-- Input data follows --

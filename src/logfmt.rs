//! One-line event formatting shared by source clients and pipeline stages.
//!
//! Every user-facing event renders as `[STATUS] [SOURCE] message (k=v, ...)`
//! so logs stay greppable per source and per outcome. Records are emitted
//! through `tracing` so structured subscribers keep the fields.

use std::fmt::Write;

/// Visual status prefix for a logged event.
#[derive(Debug, Clone, Copy, PartialEq, Eq)]
pub enum Status {
    Ok,
    Fail,
    Skip,
    Warn,
}

impl Status {
    /// Returns the bracketed prefix for this status.
    #[must_use]
    pub fn prefix(self) -> &'static str {
        match self {
            Self::Ok => "[OK]",
            Self::Fail => "[FAIL]",
            Self::Skip => "[SKIP]",
            Self::Warn => "[WARN]",
        }
    }
}

/// Formats a source-tagged event line: `[OK] [PUBMED] fetched (pmid=123)`.
///
/// `context` pairs render in the given order; an empty slice omits the
/// parenthesized suffix entirely.
#[must_use]
pub fn event_line(status: Status, source: &str, message: &str, context: &[(&str, &str)]) -> String {
    let mut line = format!(
        "{} [{}] {message}",
        status.prefix(),
        source.to_ascii_uppercase()
    );
    if !context.is_empty() {
        let mut ctx = String::new();
        for (i, (k, v)) in context.iter().enumerate() {
            if i > 0 {
                ctx.push_str(", ");
            }
            // Writing to a String cannot fail.
            let _ = write!(ctx, "{k}={v}");
        }
        let _ = write!(line, " ({ctx})");
    }
    line
}

/// Logs a source event at the level implied by its status.
pub fn log_event(status: Status, source: &str, message: &str, context: &[(&str, &str)]) {
    let line = event_line(status, source, message, context);
    match status {
        Status::Ok => tracing::info!(target: "geolit::event", "{line}"),
        Status::Skip => tracing::debug!(target: "geolit::event", "{line}"),
        Status::Warn => tracing::warn!(target: "geolit::event", "{line}"),
        Status::Fail => tracing::error!(target: "geolit::event", "{line}"),
    }
}

#[cfg(test)]
mod tests {
    use super::*;

    #[test]
    fn test_event_line_with_context() {
        let line = event_line(
            Status::Ok,
            "pubmed",
            "citations fetched",
            &[("pmid", "25186741"), ("count", "12")],
        );
        assert_eq!(line, "[OK] [PUBMED] citations fetched (pmid=25186741, count=12)");
    }

    #[test]
    fn test_event_line_without_context() {
        let line = event_line(Status::Fail, "unpaywall", "no OA location", &[]);
        assert_eq!(line, "[FAIL] [UNPAYWALL] no OA location");
    }

    #[test]
    fn test_status_prefixes() {
        assert_eq!(Status::Ok.prefix(), "[OK]");
        assert_eq!(Status::Fail.prefix(), "[FAIL]");
        assert_eq!(Status::Skip.prefix(), "[SKIP]");
        assert_eq!(Status::Warn.prefix(), "[WARN]");
    }
}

-- Input data concluded --

Each line in the material above that mentions the word "message" must be copied.

//! Every user-facing event renders as `[STATUS] [SOURCE] message (k=v, ...)`
pub fn event_line(status: Status, source: &str, message: &str, context: &[(&str, &str)]) -> String {
        "{} [{}] {message}",
pub fn log_event(status: Status, source: &str, message: &str, context: &[(&str, &str)]) {
    let line = event_line(status, source, message, context);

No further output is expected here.